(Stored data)
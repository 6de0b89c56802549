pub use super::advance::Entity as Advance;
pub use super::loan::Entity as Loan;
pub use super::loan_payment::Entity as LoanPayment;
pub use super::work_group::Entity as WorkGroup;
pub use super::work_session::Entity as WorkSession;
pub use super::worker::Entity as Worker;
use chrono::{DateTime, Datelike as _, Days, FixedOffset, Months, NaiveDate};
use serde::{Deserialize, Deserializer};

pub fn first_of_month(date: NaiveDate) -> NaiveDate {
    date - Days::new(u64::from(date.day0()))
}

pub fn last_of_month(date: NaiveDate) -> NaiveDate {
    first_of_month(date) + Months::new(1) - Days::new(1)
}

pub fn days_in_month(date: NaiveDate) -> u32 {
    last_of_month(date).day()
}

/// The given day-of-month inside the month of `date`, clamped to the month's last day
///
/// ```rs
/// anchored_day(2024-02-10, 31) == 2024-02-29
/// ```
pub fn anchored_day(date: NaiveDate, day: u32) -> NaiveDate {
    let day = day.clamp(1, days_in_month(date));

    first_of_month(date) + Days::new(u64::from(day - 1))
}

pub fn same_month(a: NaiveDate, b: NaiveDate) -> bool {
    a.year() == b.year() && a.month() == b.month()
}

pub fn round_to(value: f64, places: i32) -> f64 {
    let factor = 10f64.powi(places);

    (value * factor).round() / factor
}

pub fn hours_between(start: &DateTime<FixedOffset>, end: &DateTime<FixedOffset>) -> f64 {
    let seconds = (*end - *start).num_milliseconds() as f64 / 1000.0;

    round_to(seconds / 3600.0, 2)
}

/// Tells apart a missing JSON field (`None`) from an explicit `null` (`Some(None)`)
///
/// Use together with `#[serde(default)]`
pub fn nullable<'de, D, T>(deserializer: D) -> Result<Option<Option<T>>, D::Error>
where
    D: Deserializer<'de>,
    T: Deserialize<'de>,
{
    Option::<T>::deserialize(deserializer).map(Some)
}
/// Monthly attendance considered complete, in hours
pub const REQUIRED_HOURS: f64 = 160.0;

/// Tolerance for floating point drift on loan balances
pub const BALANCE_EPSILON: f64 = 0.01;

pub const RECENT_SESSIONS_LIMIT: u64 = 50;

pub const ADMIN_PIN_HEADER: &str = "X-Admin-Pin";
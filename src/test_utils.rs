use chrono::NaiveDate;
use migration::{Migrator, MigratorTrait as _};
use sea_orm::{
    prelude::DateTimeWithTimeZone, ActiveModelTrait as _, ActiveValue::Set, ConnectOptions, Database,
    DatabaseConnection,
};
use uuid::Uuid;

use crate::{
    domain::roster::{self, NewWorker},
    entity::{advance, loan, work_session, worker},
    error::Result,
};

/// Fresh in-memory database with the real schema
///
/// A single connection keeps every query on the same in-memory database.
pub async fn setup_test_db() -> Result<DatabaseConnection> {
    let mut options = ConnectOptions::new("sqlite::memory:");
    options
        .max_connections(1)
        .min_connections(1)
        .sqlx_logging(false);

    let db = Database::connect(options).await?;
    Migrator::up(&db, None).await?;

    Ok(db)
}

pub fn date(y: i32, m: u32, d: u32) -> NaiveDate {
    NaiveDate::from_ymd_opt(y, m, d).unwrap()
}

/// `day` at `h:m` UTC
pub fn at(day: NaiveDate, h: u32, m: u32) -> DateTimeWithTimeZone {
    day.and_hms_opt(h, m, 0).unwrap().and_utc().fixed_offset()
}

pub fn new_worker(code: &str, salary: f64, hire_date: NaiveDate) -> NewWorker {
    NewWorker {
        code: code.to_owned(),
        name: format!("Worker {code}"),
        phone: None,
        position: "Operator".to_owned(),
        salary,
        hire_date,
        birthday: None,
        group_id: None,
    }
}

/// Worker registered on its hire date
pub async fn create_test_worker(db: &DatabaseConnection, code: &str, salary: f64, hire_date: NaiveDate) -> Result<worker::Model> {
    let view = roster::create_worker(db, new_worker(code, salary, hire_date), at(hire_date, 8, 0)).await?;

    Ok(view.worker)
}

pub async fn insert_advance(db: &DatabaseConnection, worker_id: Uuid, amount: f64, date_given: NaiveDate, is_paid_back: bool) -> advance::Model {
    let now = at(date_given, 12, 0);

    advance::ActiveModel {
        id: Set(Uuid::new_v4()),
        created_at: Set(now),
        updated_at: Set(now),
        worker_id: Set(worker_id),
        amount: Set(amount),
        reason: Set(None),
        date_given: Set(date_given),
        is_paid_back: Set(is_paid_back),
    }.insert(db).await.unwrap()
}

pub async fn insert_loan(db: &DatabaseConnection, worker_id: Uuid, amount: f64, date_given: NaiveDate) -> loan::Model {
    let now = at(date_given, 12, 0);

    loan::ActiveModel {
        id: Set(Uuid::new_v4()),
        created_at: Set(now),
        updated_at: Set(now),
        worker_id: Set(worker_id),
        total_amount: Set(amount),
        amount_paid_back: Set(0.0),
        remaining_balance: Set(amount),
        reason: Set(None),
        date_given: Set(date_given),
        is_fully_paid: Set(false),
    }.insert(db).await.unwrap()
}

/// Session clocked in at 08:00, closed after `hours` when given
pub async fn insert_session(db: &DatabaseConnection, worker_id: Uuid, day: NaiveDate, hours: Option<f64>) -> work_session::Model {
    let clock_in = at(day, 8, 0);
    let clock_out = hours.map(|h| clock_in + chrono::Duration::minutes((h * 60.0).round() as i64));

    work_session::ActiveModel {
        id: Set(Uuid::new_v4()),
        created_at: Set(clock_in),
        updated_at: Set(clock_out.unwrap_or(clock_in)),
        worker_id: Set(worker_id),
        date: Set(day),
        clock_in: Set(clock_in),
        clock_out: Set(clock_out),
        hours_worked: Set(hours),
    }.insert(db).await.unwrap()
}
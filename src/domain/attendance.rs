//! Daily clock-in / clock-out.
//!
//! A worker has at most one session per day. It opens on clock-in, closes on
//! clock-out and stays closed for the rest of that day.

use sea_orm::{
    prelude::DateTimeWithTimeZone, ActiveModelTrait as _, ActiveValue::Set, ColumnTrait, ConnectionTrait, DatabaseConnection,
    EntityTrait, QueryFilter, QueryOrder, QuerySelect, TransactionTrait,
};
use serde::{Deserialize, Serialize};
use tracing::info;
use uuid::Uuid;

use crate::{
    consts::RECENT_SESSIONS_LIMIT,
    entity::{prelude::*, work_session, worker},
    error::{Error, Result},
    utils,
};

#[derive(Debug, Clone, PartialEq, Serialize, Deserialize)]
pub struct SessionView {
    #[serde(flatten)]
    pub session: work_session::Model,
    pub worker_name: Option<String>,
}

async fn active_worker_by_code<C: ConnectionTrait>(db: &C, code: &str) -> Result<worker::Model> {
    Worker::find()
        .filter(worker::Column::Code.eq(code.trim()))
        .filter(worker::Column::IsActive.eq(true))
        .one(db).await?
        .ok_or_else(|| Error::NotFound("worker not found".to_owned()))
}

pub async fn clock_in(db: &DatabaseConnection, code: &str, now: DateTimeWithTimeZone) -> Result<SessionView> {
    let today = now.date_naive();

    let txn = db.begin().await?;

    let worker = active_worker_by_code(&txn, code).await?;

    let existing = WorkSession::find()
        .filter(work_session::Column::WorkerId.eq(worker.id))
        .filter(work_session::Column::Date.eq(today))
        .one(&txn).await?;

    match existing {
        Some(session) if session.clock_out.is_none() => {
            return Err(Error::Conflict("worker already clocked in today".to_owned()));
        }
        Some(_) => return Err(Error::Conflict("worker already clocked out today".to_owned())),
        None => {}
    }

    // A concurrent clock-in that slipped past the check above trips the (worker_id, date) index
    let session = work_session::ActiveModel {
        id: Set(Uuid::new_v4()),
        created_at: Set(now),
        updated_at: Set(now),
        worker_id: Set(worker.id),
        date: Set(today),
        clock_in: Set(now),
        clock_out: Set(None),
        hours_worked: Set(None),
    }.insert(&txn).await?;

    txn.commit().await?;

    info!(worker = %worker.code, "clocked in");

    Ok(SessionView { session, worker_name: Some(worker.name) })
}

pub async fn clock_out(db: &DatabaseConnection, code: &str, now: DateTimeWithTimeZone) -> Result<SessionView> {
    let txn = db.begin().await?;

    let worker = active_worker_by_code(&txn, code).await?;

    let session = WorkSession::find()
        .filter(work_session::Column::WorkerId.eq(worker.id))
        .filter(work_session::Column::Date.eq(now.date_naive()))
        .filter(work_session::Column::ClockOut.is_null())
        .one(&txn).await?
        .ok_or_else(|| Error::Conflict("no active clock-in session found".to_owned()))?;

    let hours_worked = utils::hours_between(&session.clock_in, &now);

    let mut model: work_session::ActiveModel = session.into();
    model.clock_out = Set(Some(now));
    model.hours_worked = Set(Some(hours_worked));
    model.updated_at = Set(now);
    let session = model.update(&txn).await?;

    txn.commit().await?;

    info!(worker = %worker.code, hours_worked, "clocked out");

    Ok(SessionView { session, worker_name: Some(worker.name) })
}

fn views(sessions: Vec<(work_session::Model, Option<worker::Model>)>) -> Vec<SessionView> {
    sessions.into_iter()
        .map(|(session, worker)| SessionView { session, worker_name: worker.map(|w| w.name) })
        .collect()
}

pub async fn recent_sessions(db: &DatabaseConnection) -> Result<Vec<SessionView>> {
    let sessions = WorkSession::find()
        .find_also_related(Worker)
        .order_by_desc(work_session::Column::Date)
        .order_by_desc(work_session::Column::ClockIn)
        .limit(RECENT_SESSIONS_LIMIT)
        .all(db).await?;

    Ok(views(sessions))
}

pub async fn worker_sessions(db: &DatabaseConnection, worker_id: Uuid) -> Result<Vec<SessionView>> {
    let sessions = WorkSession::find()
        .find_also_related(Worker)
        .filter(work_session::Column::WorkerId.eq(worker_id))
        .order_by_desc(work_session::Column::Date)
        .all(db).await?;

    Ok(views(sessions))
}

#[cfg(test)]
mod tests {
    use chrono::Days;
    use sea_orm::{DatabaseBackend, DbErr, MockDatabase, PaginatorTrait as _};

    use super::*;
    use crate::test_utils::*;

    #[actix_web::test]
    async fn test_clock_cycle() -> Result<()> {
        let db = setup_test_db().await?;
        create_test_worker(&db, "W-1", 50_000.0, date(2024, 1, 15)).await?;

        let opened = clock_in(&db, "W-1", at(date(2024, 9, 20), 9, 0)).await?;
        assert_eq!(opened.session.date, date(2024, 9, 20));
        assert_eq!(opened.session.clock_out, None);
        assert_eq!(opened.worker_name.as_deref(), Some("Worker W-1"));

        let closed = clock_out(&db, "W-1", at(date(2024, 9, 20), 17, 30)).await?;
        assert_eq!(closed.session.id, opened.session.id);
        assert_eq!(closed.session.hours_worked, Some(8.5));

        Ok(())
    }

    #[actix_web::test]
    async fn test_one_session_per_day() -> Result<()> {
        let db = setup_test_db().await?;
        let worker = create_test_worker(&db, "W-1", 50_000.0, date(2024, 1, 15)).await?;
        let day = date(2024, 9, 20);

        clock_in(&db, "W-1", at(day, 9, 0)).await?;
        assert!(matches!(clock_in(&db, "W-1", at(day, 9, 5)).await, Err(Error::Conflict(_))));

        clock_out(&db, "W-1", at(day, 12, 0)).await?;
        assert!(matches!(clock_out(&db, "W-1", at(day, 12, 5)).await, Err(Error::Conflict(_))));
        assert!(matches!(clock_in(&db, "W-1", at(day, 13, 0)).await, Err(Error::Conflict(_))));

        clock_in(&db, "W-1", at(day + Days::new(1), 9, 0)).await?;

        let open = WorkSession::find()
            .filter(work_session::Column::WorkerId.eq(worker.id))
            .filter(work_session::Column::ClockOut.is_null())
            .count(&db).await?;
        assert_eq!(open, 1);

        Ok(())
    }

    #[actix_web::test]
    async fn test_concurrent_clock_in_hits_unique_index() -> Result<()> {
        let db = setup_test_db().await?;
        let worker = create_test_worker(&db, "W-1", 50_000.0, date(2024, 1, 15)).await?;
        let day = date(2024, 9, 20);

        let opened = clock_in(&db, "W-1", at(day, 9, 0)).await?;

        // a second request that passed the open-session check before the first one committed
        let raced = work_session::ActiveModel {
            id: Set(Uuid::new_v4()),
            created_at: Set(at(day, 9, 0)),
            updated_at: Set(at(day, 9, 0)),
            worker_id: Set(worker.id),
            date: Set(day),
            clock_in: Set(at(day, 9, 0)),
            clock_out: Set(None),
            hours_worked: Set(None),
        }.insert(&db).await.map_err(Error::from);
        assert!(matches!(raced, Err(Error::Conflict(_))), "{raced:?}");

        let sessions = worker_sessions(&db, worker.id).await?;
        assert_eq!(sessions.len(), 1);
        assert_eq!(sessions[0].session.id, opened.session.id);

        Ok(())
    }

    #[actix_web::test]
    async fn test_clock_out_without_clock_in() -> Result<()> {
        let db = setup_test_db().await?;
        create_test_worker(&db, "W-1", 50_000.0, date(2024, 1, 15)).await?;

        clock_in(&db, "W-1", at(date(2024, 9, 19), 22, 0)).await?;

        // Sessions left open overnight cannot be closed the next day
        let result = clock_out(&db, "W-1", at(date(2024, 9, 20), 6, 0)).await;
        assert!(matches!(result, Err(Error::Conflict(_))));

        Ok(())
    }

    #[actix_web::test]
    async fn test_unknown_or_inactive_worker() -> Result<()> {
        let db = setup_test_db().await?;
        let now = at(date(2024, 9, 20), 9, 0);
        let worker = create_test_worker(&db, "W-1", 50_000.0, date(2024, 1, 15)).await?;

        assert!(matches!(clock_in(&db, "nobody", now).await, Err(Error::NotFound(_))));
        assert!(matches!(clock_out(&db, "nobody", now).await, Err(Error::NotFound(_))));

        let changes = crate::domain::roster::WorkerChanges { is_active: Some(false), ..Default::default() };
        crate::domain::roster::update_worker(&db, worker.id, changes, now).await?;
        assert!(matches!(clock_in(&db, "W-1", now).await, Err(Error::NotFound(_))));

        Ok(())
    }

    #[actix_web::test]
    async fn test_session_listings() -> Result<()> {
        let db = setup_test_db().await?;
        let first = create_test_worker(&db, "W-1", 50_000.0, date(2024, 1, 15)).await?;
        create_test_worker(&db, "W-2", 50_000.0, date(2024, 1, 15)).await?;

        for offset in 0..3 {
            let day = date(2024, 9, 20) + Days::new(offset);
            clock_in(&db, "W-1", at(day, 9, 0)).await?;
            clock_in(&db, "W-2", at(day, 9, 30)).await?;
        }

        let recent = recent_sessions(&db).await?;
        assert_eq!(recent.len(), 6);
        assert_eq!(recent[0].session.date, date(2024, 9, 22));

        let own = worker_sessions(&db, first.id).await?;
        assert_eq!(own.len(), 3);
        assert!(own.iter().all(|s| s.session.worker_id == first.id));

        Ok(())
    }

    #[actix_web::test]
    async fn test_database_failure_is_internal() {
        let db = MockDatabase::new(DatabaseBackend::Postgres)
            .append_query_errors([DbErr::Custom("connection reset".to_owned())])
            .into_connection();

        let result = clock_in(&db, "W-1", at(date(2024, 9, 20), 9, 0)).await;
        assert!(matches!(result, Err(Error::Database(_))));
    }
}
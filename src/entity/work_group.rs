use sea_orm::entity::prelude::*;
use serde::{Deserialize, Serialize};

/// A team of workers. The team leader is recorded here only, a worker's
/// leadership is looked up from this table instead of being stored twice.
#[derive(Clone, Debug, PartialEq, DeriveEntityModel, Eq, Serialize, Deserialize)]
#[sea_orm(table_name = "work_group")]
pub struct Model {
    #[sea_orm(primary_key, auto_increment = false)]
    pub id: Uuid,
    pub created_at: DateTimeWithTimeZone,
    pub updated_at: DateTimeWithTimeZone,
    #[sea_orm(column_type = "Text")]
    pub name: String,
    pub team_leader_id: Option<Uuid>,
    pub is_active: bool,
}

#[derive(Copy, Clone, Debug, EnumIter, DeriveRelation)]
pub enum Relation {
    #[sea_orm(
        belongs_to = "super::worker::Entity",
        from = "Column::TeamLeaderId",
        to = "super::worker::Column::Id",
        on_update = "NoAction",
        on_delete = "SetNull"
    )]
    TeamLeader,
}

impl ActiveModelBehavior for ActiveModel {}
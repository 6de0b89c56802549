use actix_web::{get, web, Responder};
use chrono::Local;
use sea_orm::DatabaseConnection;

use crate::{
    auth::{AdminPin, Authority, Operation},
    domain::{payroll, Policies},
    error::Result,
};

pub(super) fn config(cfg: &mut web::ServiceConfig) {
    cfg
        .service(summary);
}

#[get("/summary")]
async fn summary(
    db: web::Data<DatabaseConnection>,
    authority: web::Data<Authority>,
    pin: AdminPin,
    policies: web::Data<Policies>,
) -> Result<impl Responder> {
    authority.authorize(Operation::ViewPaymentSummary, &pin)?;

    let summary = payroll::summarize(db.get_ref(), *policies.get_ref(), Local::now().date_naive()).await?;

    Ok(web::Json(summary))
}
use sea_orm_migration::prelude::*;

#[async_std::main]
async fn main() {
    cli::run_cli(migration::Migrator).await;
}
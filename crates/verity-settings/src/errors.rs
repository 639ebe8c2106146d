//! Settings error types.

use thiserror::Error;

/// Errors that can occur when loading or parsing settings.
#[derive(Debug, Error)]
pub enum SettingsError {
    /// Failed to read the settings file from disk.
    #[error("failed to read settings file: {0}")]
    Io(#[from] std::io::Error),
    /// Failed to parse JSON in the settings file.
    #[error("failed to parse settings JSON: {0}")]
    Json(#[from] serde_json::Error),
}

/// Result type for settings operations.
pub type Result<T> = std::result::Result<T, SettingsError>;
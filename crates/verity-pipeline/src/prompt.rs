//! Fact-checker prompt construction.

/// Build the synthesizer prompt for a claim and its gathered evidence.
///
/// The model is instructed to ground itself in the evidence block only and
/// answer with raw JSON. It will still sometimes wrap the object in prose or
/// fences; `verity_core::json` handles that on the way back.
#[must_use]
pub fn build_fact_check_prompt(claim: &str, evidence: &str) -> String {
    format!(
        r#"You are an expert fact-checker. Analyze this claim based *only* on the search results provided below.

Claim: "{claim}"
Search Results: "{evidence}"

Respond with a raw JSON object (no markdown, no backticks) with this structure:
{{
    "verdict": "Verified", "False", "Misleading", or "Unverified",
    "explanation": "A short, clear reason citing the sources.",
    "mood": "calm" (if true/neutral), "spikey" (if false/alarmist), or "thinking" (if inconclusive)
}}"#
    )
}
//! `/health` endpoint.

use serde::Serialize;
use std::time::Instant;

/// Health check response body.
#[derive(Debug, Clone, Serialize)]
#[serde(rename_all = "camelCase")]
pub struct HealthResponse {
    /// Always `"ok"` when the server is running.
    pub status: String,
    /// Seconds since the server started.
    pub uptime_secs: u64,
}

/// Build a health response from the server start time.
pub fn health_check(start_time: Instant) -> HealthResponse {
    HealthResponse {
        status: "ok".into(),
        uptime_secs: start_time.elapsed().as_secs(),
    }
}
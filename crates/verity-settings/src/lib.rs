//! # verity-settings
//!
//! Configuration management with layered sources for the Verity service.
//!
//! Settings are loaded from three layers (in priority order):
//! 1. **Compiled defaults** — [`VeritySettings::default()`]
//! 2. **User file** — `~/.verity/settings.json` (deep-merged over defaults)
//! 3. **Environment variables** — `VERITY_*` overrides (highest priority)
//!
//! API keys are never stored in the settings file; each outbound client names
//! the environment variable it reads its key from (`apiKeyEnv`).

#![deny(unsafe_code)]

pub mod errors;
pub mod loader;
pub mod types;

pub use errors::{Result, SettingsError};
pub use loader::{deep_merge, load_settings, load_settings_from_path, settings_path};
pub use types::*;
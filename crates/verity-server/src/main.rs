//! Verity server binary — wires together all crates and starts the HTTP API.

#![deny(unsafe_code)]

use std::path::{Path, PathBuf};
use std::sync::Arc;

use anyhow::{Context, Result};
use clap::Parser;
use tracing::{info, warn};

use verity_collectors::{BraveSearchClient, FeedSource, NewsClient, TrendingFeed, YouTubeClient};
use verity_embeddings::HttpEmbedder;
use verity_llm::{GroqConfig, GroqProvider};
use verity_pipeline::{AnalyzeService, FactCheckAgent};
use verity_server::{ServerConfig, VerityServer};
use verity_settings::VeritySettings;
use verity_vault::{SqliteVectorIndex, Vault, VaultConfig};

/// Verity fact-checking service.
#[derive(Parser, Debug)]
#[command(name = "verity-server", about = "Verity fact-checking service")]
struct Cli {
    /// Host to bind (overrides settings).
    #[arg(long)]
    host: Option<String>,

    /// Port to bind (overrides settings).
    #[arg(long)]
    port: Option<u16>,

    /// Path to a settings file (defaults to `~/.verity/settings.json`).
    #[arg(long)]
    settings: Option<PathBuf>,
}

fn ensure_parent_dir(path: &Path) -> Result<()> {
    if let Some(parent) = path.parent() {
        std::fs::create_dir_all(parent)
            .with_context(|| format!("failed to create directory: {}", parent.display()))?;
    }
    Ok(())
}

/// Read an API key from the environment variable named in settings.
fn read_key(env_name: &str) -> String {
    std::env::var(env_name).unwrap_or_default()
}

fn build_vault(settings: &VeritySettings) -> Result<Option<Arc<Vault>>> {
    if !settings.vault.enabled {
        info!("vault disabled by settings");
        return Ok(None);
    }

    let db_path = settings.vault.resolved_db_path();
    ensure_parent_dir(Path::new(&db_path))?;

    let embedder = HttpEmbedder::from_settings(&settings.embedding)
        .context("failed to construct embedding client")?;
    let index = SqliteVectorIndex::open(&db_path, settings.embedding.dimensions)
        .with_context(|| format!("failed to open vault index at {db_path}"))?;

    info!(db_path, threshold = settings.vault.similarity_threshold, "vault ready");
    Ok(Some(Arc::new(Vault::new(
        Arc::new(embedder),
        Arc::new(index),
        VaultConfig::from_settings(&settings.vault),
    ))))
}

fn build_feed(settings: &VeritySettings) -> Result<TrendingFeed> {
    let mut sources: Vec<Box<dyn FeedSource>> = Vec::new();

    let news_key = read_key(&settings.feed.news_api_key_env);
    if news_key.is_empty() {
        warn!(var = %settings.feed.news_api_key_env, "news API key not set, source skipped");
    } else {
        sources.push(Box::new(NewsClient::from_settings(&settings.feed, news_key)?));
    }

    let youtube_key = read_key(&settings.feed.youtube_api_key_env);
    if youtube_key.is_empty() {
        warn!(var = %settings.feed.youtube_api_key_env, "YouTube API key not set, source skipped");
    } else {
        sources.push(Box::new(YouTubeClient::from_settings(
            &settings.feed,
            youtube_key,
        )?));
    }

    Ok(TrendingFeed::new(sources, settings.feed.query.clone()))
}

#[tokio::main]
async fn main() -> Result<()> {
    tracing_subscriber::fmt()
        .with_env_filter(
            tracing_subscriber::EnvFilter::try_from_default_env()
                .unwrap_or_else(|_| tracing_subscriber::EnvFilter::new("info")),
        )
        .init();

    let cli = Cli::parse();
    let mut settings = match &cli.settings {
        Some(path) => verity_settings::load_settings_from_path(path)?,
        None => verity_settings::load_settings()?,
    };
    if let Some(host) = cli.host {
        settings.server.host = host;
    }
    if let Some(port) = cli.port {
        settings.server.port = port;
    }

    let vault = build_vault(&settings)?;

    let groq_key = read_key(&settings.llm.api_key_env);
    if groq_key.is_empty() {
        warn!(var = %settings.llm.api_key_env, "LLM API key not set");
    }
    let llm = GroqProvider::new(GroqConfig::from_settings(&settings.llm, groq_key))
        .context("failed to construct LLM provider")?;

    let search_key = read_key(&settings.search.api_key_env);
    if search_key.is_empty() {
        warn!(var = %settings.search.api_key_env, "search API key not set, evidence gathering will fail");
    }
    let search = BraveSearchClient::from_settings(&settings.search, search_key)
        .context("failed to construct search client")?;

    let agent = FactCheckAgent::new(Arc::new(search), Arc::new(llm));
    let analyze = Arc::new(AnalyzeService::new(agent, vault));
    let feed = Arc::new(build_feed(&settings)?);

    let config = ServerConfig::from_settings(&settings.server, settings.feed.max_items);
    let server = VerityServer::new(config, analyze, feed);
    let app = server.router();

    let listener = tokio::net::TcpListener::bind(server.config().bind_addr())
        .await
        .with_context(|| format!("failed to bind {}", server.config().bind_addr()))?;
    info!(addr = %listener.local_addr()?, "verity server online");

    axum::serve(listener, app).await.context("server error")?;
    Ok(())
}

> Your task:
Once a line of the records is found to contain "String", copy it out.

> Result of the task:
    pub worker_name: Option<String>,
    pub name: String,
pub fn build_fact_check_prompt(claim: &str, evidence: &str) -> String {
    pub status: String,
    host: Option<String>,
fn read_key(env_name: &str) -> String {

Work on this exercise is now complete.